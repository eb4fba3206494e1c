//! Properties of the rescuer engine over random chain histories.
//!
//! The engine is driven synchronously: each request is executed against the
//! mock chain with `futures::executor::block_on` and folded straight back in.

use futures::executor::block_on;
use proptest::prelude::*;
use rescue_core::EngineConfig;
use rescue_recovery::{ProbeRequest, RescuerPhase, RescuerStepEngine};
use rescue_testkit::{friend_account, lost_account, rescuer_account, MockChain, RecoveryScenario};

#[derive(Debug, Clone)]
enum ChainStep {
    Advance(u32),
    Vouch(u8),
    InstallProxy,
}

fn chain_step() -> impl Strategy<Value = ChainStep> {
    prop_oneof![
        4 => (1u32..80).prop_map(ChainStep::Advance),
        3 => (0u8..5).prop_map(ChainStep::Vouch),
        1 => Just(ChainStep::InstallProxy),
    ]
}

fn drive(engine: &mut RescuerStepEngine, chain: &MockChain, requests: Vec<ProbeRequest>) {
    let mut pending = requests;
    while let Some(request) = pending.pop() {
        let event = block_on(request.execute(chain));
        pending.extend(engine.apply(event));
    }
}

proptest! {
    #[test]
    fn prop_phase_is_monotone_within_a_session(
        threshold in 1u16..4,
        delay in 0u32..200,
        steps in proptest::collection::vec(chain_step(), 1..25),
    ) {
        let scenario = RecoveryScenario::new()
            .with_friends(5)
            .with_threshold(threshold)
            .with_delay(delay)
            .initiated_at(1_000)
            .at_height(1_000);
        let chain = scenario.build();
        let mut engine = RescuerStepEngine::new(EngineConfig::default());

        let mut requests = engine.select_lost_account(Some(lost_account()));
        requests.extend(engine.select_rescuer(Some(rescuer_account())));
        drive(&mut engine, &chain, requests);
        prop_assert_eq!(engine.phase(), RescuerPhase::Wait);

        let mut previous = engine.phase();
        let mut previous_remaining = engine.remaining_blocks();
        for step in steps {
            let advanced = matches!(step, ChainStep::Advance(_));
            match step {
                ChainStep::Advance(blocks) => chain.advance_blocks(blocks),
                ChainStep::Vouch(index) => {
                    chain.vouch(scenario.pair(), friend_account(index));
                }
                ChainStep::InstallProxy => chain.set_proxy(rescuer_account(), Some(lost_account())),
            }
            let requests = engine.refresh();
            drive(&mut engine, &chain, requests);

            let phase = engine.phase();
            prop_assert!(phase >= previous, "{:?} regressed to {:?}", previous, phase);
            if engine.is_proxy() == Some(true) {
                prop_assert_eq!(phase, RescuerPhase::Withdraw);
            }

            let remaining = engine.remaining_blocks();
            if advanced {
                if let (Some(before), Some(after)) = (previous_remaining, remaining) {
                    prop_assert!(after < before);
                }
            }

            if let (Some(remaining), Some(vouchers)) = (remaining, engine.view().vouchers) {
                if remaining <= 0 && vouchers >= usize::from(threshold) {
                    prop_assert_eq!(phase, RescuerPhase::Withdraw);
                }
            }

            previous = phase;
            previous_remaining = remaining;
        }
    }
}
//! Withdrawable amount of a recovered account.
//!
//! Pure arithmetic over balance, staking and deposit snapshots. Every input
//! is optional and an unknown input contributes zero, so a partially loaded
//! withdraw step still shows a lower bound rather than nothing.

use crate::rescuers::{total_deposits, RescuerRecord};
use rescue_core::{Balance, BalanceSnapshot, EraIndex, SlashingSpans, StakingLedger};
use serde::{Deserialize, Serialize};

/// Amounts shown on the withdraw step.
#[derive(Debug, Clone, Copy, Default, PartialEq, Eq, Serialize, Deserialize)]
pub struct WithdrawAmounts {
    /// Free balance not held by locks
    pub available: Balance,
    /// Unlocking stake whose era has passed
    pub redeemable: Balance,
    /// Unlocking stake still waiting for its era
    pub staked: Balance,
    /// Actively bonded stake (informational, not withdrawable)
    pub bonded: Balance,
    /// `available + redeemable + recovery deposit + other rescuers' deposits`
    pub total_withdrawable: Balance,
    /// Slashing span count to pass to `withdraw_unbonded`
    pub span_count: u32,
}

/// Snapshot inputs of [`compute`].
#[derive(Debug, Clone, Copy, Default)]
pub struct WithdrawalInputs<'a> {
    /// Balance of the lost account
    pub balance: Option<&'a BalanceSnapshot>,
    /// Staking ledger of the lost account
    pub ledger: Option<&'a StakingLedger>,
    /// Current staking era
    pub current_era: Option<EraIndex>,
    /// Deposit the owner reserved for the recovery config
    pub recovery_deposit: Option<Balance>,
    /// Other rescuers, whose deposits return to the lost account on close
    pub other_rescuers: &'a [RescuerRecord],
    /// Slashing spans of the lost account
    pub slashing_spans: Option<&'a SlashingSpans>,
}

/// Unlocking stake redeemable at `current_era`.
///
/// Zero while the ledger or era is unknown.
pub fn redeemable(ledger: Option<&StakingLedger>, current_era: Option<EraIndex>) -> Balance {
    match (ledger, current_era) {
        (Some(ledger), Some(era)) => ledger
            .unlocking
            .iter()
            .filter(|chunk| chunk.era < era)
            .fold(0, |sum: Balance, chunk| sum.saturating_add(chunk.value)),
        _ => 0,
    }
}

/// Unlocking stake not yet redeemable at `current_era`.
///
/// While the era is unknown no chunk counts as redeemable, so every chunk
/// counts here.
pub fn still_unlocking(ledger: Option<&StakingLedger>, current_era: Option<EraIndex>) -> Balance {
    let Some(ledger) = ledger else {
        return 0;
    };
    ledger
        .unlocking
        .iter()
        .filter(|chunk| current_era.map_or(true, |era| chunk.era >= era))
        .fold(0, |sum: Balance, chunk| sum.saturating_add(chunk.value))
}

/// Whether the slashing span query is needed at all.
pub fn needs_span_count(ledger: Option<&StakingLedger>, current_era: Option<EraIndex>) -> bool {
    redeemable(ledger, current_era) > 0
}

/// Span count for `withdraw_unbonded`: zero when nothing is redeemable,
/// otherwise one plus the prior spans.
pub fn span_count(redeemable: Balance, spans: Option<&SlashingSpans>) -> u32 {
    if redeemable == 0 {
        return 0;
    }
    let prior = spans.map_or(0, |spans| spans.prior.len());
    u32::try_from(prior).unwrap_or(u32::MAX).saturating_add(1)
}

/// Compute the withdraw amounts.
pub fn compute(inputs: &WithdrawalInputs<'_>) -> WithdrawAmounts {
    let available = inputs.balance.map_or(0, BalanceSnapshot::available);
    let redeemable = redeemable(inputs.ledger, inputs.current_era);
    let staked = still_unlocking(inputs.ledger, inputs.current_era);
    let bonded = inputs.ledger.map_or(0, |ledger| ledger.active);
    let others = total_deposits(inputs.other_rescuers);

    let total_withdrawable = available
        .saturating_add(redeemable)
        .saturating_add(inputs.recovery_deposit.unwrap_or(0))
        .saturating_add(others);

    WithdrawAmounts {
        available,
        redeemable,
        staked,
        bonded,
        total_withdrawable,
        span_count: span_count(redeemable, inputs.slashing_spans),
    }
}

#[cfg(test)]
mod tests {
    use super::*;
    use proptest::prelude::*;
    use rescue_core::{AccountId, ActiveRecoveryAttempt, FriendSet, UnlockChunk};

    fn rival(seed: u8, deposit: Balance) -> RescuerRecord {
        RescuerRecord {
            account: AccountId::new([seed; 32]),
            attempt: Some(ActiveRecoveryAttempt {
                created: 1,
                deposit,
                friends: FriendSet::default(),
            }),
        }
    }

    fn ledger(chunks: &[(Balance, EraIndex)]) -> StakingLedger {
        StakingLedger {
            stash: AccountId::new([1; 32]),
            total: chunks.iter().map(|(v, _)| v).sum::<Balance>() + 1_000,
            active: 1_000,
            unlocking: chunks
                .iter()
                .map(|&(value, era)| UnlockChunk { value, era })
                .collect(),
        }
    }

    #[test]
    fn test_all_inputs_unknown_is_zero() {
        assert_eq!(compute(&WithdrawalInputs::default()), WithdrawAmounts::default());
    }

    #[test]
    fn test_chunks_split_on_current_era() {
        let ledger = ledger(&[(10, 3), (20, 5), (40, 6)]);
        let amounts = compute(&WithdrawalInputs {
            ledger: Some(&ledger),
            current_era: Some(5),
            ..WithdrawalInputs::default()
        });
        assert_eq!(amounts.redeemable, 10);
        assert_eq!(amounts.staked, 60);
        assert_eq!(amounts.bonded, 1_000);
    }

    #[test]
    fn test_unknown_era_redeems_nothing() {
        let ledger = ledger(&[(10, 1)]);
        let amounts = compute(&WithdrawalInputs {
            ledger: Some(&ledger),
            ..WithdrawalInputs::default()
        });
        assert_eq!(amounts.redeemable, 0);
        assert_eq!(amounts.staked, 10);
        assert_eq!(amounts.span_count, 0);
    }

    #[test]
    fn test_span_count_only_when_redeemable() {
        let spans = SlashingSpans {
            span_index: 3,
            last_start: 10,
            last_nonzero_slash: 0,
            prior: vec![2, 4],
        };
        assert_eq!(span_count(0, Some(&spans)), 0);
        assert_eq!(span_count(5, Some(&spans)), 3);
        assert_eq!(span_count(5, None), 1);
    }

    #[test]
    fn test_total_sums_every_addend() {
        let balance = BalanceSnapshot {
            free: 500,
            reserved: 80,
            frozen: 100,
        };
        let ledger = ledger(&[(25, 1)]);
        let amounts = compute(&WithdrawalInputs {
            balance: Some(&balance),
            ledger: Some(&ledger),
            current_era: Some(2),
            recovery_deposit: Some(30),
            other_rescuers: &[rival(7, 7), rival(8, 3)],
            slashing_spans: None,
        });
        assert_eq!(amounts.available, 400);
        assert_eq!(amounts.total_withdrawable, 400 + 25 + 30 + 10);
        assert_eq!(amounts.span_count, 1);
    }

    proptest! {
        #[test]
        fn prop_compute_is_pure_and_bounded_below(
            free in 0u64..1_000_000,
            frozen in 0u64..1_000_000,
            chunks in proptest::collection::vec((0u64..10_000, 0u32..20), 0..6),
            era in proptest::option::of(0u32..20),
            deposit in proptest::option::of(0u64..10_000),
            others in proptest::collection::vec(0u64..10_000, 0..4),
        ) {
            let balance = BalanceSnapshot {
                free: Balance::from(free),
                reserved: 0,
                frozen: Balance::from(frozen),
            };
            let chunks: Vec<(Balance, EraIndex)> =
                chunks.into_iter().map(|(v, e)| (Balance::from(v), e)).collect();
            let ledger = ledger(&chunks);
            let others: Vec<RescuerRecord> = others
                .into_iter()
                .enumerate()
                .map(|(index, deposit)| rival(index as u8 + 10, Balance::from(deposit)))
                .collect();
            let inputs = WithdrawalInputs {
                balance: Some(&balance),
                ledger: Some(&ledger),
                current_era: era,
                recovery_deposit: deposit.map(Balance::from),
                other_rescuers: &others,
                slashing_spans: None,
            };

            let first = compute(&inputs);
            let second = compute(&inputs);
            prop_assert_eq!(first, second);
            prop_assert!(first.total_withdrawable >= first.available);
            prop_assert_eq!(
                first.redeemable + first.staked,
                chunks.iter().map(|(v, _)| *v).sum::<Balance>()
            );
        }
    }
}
****************
What you need to do =>
For the records given here, say how many lines hold the string "rival", with no further words.

Completed exercise =>
3